La comtesse, profitant des derniers beaux jours, alla passer une semaine à Saint-Ouen, d’où elle écrit la lettre suivante :


« Ce 19 octobre


» Dieu veuille, mon cher Vincent, que tu arrives bientôt à Brody et que tu en partes bien promptement, car je ne puis vivre contente sans toi, un sentiment aussi intime que le nôtre est nécessaire à mon existence… La nature m’a placée parmi les créatures qui ne peuvent supporter la vie, si on leur ôte le compagnon auquel elles se sont attachées. Ouvre un dictionnaire d’histoire naturelle, tu en trouveras la nomenclature et tu m’inscriras à la fin.

» Hier lundi il a fait beau temps ; l’orangerie est rentrée ; nous nous y sommes promenées, le jardinier l’a fort bien arrangée ; il a fait au milieu un amphithéâtre de mousse rempli de vases de fleurs, et il l’a sablée. Cette vue, en m’y promenant, me jette dans la rêverie ; je pense à celle de Kowalowka, lieu où j’ai éprouvé tant de bonheur et tant de malheurs.

« L’île, le grand érable, les coteaux couronnés de fleurs sont devant mes yeux ; je les parcours avec toi, jetant un regard sur le passé. Je vois, étant au bout de la carrière, tout ce que j’ai perdu dans ma route, je voudrais retourner sur mes pas et reprendre mes trésors !…

» Adieu, mon Vincent, ménage-toi, aime-moi et arrive. Je t’embrasse de toute la puissance de mon âme. »


Deux jours après cette lettre, Hélène quitta Saint-Ouen pour rentrer à Paris. Elle était en parfaite santé, quand, tout à coup, dans la nuit du 30 octobre, elle fut prise de douleurs subites, suivies de graves accidents. Elle expira au bout de douze heures, sans avoir senti les approches de la mort.


Par une dispensation singulière de la Providence, elle rendit le dernier soupir dans les bras de l’enfant qu’elle avait si longtemps abandonnée, et loin de celui qu’elle avait si fidèlement aimé.
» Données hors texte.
//! Router assembly: HTTP endpoints, WebSocket upgrade, static files, CORS, and HTTP tracing.

use std::sync::Arc;

use axum::{
    routing::{get, post},
    Router,
};
use tower_http::{
    cors::{Any, CorsLayer},
    services::{ServeDir, ServeFile},
    trace::{DefaultMakeSpan, DefaultOnRequest, DefaultOnResponse, TraceLayer},
};
use tracing::Level;

use crate::state::AppState;

pub mod http;
pub mod ws;

/// Build the application router with:
/// - WebSocket at `/ws`
/// - REST-ish API under `/api/v1/...`
/// - Static SPA from `./static` with index fallback
/// - CORS (allow any origin/method/headers) – adjust for production if needed
/// - HTTP trace layer (per-request spans w/ method, path, status, latency)
pub fn build_router(state: Arc<AppState>) -> Router {
    // Static files with SPA fallback
    let static_service = ServeDir::new("./static")
        .append_index_html_on_directories(true)
        .not_found_service(ServeFile::new("./static/index.html"));

    Router::new()
        // WebSocket
        .route("/ws", get(ws::ws_upgrade))
        // HTTP API
        .route("/api/v1/health", get(http::http_health))
        .route("/api/v1/documents", get(http::http_get_documents))
        .route("/api/v1/round/start", post(http::http_post_start_round))
        .route("/api/v1/guess", post(http::http_post_guess))
        .route("/api/v1/hint", post(http::http_post_hint))
        .route("/api/v1/give_up", post(http::http_post_give_up))
        .route("/api/v1/score", post(http::http_post_score))
        .route("/api/v1/leaderboard", get(http::http_get_leaderboard))
        .route("/api/v1/round/reset", post(http::http_post_reset))
        // State + CORS + HTTP tracing
        .with_state(state)
        .layer(
            CorsLayer::new()
                .allow_origin(Any)
                .allow_methods(Any)
                .allow_headers(Any),
        )
        .layer(
            TraceLayer::new_for_http()
                .make_span_with(DefaultMakeSpan::new().level(Level::INFO))
                .on_request(DefaultOnRequest::new().level(Level::INFO))
                .on_response(DefaultOnResponse::new().level(Level::INFO)),
        )
        // Frontend fallback
        .fallback_service(static_service)
}
//! WebSocket upgrade + message loop. Each client message is parsed as JSON and
//! forwarded to core logic. We reply with a single JSON message per request.

use std::sync::Arc;
use axum::{
  extract::{
    ws::{Message, WebSocket},
    State, WebSocketUpgrade,
  },
  response::IntoResponse,
};
use tracing::{info, error, instrument, debug};

use crate::logic::*;
use crate::protocol::{ClientWsMessage, ServerWsMessage};
use crate::state::AppState;

#[instrument(level = "info", skip(state))]
pub async fn ws_upgrade(ws: WebSocketUpgrade, State(state): State<Arc<AppState>>) -> impl IntoResponse {
  info!(target: "wordl_backend", "WebSocket upgrade requested");
  ws.on_upgrade(move |socket| handle_ws(socket, state))
}

#[instrument(level = "info", skip(socket, state))]
async fn handle_ws(mut socket: WebSocket, state: Arc<AppState>) {
  info!(target: "wordl_backend", "WebSocket connected");
  while let Some(Ok(msg)) = socket.recv().await {
    match msg {
      Message::Text(txt) => {
        // Parse, dispatch, serialize response.
        let reply_msg = match serde_json::from_str::<ClientWsMessage>(&txt) {
          Ok(incoming) => {
            debug!(target = "wordl_backend", "WS received: {:?}", &incoming);
            handle_client_ws(incoming, &state).await
          }
          Err(e) => ServerWsMessage::Error { message: format!("Invalid JSON: {}", e) },
        };

        let out = serde_json::to_string(&reply_msg).unwrap_or_else(|e| {
          serde_json::json!({ "type": "error", "message": format!("Serialization error: {}", e) }).to_string()
        });

        if let Err(e) = socket.send(Message::Text(out)).await {
          error!(target: "wordl_backend", error = %e, "WS send error");
          break;
        }
      }
      Message::Ping(payload) => { let _ = socket.send(Message::Pong(payload)).await; }
      Message::Close(_) => break,
      _ => {}
    }
  }
  info!(target: "wordl_backend", "WebSocket disconnected");
}

#[instrument(level = "info", skip(state, msg))]
async fn handle_client_ws(msg: ClientWsMessage, state: &AppState) -> ServerWsMessage {
  match msg {
    ClientWsMessage::Ping => ServerWsMessage::Pong,

    ClientWsMessage::StartRound { session_id, preset, pdf_base64 } => {
      match start_round(state, &session_id, preset, pdf_base64).await {
        Ok(session) => {
          tracing::info!(target: "game", %session_id, "WS round started");
          ServerWsMessage::Round { session }
        }
        Err(e) => ServerWsMessage::Error { message: e.to_string() },
      }
    }

    ClientWsMessage::SubmitGuess { session_id, guess } => {
      match submit_guess(state, &session_id, &guess).await {
        Ok((attempt, session)) => ServerWsMessage::GuessResult { attempt, session },
        Err(e) => ServerWsMessage::Error { message: e.to_string() },
      }
    }

    ClientWsMessage::RevealHint { session_id } => {
      match reveal_hint(state, &session_id).await {
        Ok((level, text)) => ServerWsMessage::Hint { level, text },
        Err(e) => ServerWsMessage::Error { message: e.to_string() },
      }
    }

    ClientWsMessage::GiveUp { session_id } => {
      match give_up(state, &session_id).await {
        Ok((word, session)) => ServerWsMessage::GaveUp { word, session },
        Err(e) => ServerWsMessage::Error { message: e.to_string() },
      }
    }

    ClientWsMessage::SubmitScore { session_id, name } => {
      match submit_score(state, &session_id, &name).await {
        Ok((session, warning)) => ServerWsMessage::ScoreSaved { session, warning },
        Err(e) => ServerWsMessage::Error { message: e.to_string() },
      }
    }

    ClientWsMessage::Leaderboard =>
      ServerWsMessage::Leaderboard { records: leaderboard(state) },

    ClientWsMessage::ResetRound { session_id } => {
      match reset_round(state, &session_id).await {
        Ok(session) => ServerWsMessage::Round { session },
        Err(e) => ServerWsMessage::Error { message: e.to_string() },
      }
    }
  }
}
La comtesse fut inhumée au cimetière du Père-Lachaise. Les médecins attribuèrent sa fin foudroyante à une maladie interne aggravée par ses fréquents voyages en Pologne, à une époque où sa santé exigeait de grands ménagements. Ainsi la pauvre Hélène paya en quelque sorte de sa vie l’amour passionné qui la dévora jusqu’à son dernier souffle.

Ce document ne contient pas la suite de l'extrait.